For me, I'm thinking the answer is that the MTA delivering my mail send
not only the DSN to my mailbox but also a rewritten version of DSNs it
transports for delivery to local users as detected by a null sender and
multipart/report parts; the text part of the report can tell me about the
original copy I've been sent (multipart/report MIME parameters telling of
the original Message-Id, perhaps, and how this is only a translation?) and
contains an enumeration and translation of status in the original's
machine-readable section. The machine-readable section could,
furthermore, also be rewritten such that parenthetic text be translated to
a local language.
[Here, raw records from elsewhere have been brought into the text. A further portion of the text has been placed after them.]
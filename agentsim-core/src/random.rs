// File: agentsim-core/src/random.rs

use rand::rngs::StdRng;
use rand::{Rng, SeedableRng};

use agentsim_common::traits::RandomSource;

/// `RandomSource` backed by a `StdRng`, reproducible when built from a seed.
pub struct SeededRandom {
    rng: StdRng,
}

impl SeededRandom {
    pub fn from_seed(seed: u64) -> Self {
        Self { rng: StdRng::seed_from_u64(seed) }
    }

    pub fn from_entropy() -> Self {
        Self { rng: StdRng::from_os_rng() }
    }

    /// Seeded when `seed` is given, otherwise from OS entropy.
    pub fn new(seed: Option<u64>) -> Self {
        match seed {
            Some(s) => Self::from_seed(s),
            None => Self::from_entropy(),
        }
    }
}

impl RandomSource for SeededRandom {
    fn roll(&mut self) -> f64 {
        self.rng.random::<f64>()
    }
}
// ================================================================
// File: agentsim-common/src/error.rs
// ================================================================

use thiserror::Error;

#[derive(Debug, Error)]
pub enum Error {
    #[error("Not found error: {0}")]
    NotFound(String),

    #[error("JSON error: {0}")]
    Json(#[from] serde_json::Error),

    #[error("I/O error: {0}")]
    Io(#[from] std::io::Error),

    #[error("Parse error: {0}")]
    Parse(String),

    #[error("Configuration error: {0}")]
    Config(String),

    /// Two drafts in one run share an identifier.
    #[error("Duplicate post id: {0}")]
    DuplicatePost(u64),
}

impl From<String> for Error {
    fn from(s: String) -> Self {
        Error::Parse(s)
    }
}

impl From<&str> for Error {
    fn from(s: &str) -> Self {
        Error::Parse(s.to_string())
    }
}
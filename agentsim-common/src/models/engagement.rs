// File: agentsim-common/src/models/engagement.rs

use serde::{Deserialize, Serialize};

/// Per-post engagement. All four counters only ever grow during a run.
#[derive(Debug, Serialize, Deserialize, Clone, Copy, PartialEq, Eq, Default)]
pub struct EngagementCounters {
    pub likes: u64,
    pub comments: u64,
    pub shares: u64,
    pub saves: u64,
}

/// Partial increment merged into a post's counters. Unsigned, so a merge can
/// never lower a counter.
#[derive(Debug, Serialize, Deserialize, Clone, Copy, PartialEq, Eq, Default)]
pub struct EngagementDelta {
    pub likes: u64,
    pub comments: u64,
    pub shares: u64,
    pub saves: u64,
}

impl EngagementDelta {
    pub fn is_empty(&self) -> bool {
        self.likes == 0 && self.comments == 0 && self.shares == 0 && self.saves == 0
    }
}

impl EngagementCounters {
    pub fn apply(&mut self, delta: &EngagementDelta) {
        self.likes = self.likes.saturating_add(delta.likes);
        self.comments = self.comments.saturating_add(delta.comments);
        self.shares = self.shares.saturating_add(delta.shares);
        self.saves = self.saves.saturating_add(delta.saves);
    }

    /// Contribution of this post to the headline engagement figure.
    /// Saves are deliberately not part of it.
    pub fn interactions(&self) -> u64 {
        self.likes + self.comments + self.shares
    }
}

/// Compact counter label: `999`, `1.2K`, `3.4M`.
pub fn format_count(n: u64) -> String {
    if n >= 1_000_000 {
        format!("{:.1}M", n as f64 / 1_000_000.0)
    } else if n >= 1_000 {
        format!("{:.1}K", n as f64 / 1_000.0)
    } else {
        n.to_string()
    }
}
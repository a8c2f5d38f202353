// File: agentsim-core/src/services/simulation_service.rs

use std::sync::Arc;
use std::time::Duration;
use tokio::sync::Mutex;
use tokio_util::sync::CancellationToken;
use tokio_util::task::TaskTracker;
use tracing::{debug, info};
use uuid::Uuid;

use agentsim_common::models::post::{distinct_platforms, validate_drafts};
use agentsim_common::models::{EngagementCounters, Platform, PostDraft, SimulationSnapshot};
use agentsim_common::traits::RandomSource;

use crate::config::SimulationConfig;
use crate::eventbus::EventBus;
use crate::random::SeededRandom;
use crate::roster::Roster;
use crate::store::{SimulationStore, StoreHandle};
use crate::tasks::{
    spawn_conversation_task, spawn_engagement_task, spawn_publication_task, ConversationSpawner,
    EngagementTicker, PublicationPlan,
};
use crate::Error;

/// One independent draw stream per randomized task.
pub struct RandomSources {
    pub engagement: Box<dyn RandomSource>,
    pub conversations: Box<dyn RandomSource>,
}

impl RandomSources {
    /// Seeded streams when `seed` is given (the two tasks get distinct
    /// seeds), OS entropy otherwise.
    pub fn seeded(seed: Option<u64>) -> Self {
        Self {
            engagement: Box::new(SeededRandom::new(seed)),
            conversations: Box::new(SeededRandom::new(seed.map(|s| s.wrapping_add(1)))),
        }
    }
}

/// A running simulation: the store plus every task scheduled against it.
/// Dropping the run cancels its tasks; `stop` also waits for them.
pub struct SimulationRun {
    run_id: Uuid,
    posts: Arc<Vec<PostDraft>>,
    store: StoreHandle,
    event_bus: EventBus,
    tracker: TaskTracker,
    cancel: CancellationToken,
    publication_delay: Duration,
}

impl SimulationRun {
    /// Starts a run on the current tokio runtime.
    pub fn start(
        posts: Vec<PostDraft>,
        config: &SimulationConfig,
        roster: Roster,
        seed: Option<u64>,
    ) -> Result<Self, Error> {
        Self::start_with_sources(posts, config, roster, RandomSources::seeded(seed))
    }

    pub fn start_with_sources(
        posts: Vec<PostDraft>,
        config: &SimulationConfig,
        roster: Roster,
        sources: RandomSources,
    ) -> Result<Self, Error> {
        config.validate()?;
        roster.validate()?;
        validate_drafts(&posts)?;

        let run_id = Uuid::new_v4();
        let platforms = distinct_platforms(&posts);
        let mut state = SimulationStore::new(&config.limits, platforms.clone());
        for post in &posts {
            state.ensure_counters(post.id);
        }
        let event_bus = EventBus::new();
        let store = StoreHandle::new(state, event_bus.clone());

        let plan = PublicationPlan::build(&posts, &config.publication);
        let publication_delay = plan.total_delay;
        let tracker = TaskTracker::new();
        let cancel = CancellationToken::new();

        info!(
            "Starting simulation run {}: {} post(s) on {:?}, publication ends after {:?}",
            run_id,
            posts.len(),
            platforms,
            publication_delay
        );

        spawn_publication_task(&tracker, store.clone(), plan, cancel.child_token());

        let ticker = EngagementTicker::new(
            store.clone(),
            &posts,
            sources.engagement,
            config.engagement.clone(),
        );
        spawn_engagement_task(&tracker, ticker, cancel.child_token());

        let spawner = ConversationSpawner::new(
            store.clone(),
            sources.conversations,
            Arc::new(roster),
            platforms,
            config.conversations.clone(),
            publication_delay,
            tracker.clone(),
            cancel.child_token(),
        );
        spawn_conversation_task(&tracker, spawner);

        Ok(Self {
            run_id,
            posts: Arc::new(posts),
            store,
            event_bus,
            tracker,
            cancel,
            publication_delay,
        })
    }

    pub fn run_id(&self) -> Uuid {
        self.run_id
    }

    pub fn posts(&self) -> &[PostDraft] {
        &self.posts
    }

    pub fn store(&self) -> &StoreHandle {
        &self.store
    }

    pub fn event_bus(&self) -> &EventBus {
        &self.event_bus
    }

    /// When the last publish event fires (and the spawner gate starts counting down).
    pub fn publication_delay(&self) -> Duration {
        self.publication_delay
    }

    pub fn is_stopped(&self) -> bool {
        self.cancel.is_cancelled()
    }

    pub async fn snapshot(&self) -> SimulationSnapshot {
        self.store.snapshot().await
    }

    pub async fn set_active_platform(&self, platform: Platform) -> bool {
        self.store.set_active_platform(platform).await
    }

    /// Posts on `platform` paired with their current counters, in input order.
    pub async fn feed(&self, platform: Platform) -> Vec<(PostDraft, EngagementCounters)> {
        let snapshot = self.store.snapshot().await;
        self.posts
            .iter()
            .filter(|p| p.platform == platform)
            .map(|p| (p.clone(), snapshot.counters_for(p.id)))
            .collect()
    }

    /// Cancels every task of the run, pending reply timers included, and
    /// waits for them to finish. Nothing mutates the store afterwards.
    pub async fn stop(self) -> SimulationSnapshot {
        info!("Stopping simulation run {}", self.run_id);
        self.cancel.cancel();
        self.store.close().await;
        self.tracker.close();
        self.tracker.wait().await;
        debug!(
            "Simulation run {} stopped; all tasks joined, {} subscriber(s) still attached.",
            self.run_id,
            self.event_bus.subscriber_count().await
        );
        self.store.snapshot().await
    }
}

impl Drop for SimulationRun {
    fn drop(&mut self) {
        self.cancel.cancel();
    }
}

/// Owns at most one run at a time. Starting a new run tears the previous one
/// down first, so nothing carries over between runs.
pub struct SimulationService {
    config: SimulationConfig,
    roster: Roster,
    current: Mutex<Option<SimulationRun>>,
}

impl SimulationService {
    pub fn new(config: SimulationConfig, roster: Roster) -> Result<Self, Error> {
        config.validate()?;
        roster.validate()?;
        Ok(Self {
            config,
            roster,
            current: Mutex::new(None),
        })
    }

    /// Returns the new run's id and its event bus.
    pub async fn start_run(
        &self,
        posts: Vec<PostDraft>,
        seed: Option<u64>,
    ) -> Result<(Uuid, EventBus), Error> {
        let mut current = self.current.lock().await;
        if let Some(previous) = current.take() {
            previous.stop().await;
        }
        let run = SimulationRun::start(posts, &self.config, self.roster.clone(), seed)?;
        let started = (run.run_id(), run.event_bus().clone());
        *current = Some(run);
        Ok(started)
    }

    /// Stops the current run, returning its final snapshot.
    pub async fn reset(&self) -> Option<SimulationSnapshot> {
        let run = self.current.lock().await.take()?;
        Some(run.stop().await)
    }

    pub async fn snapshot(&self) -> Result<SimulationSnapshot, Error> {
        let current = self.current.lock().await;
        match current.as_ref() {
            Some(run) => Ok(run.snapshot().await),
            None => Err(Error::NotFound("no simulation run in progress".into())),
        }
    }

    pub async fn set_active_platform(&self, platform: Platform) -> Result<bool, Error> {
        let current = self.current.lock().await;
        match current.as_ref() {
            Some(run) => Ok(run.set_active_platform(platform).await),
            None => Err(Error::NotFound("no simulation run in progress".into())),
        }
    }

    pub async fn is_running(&self) -> bool {
        self.current.lock().await.is_some()
    }
}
The resulting message should be a valid DSN in and of
itself and, if local users chose, could be the only version of a DSN
received (the original being discarded - although perhaps there are
dangers there). Also, this service is more-or-less exclusively useful to
users reading mail with user agents, since the criticality of multiple
DSNs for a single transaction being misinterpreted by a computer program
to mean multiple identical failures (EG: MLMs seeing two failed sends when
only one is intended) might be significant. There would have to be some
breathing room somewhere in the spec to avoid that possibility if this
sort of thing were to be preferable. Alternatively, if it isn't actually
necessary to preserve the machine-readability of translations, then
breaking the DSN format isn't an issue and the problem goes away. The
point is to have machine-assisted translation but only if the kind of
rewriting done isn't destructive, and I think a separate message is the
best way, although MIME encapsulation is just as likely to work.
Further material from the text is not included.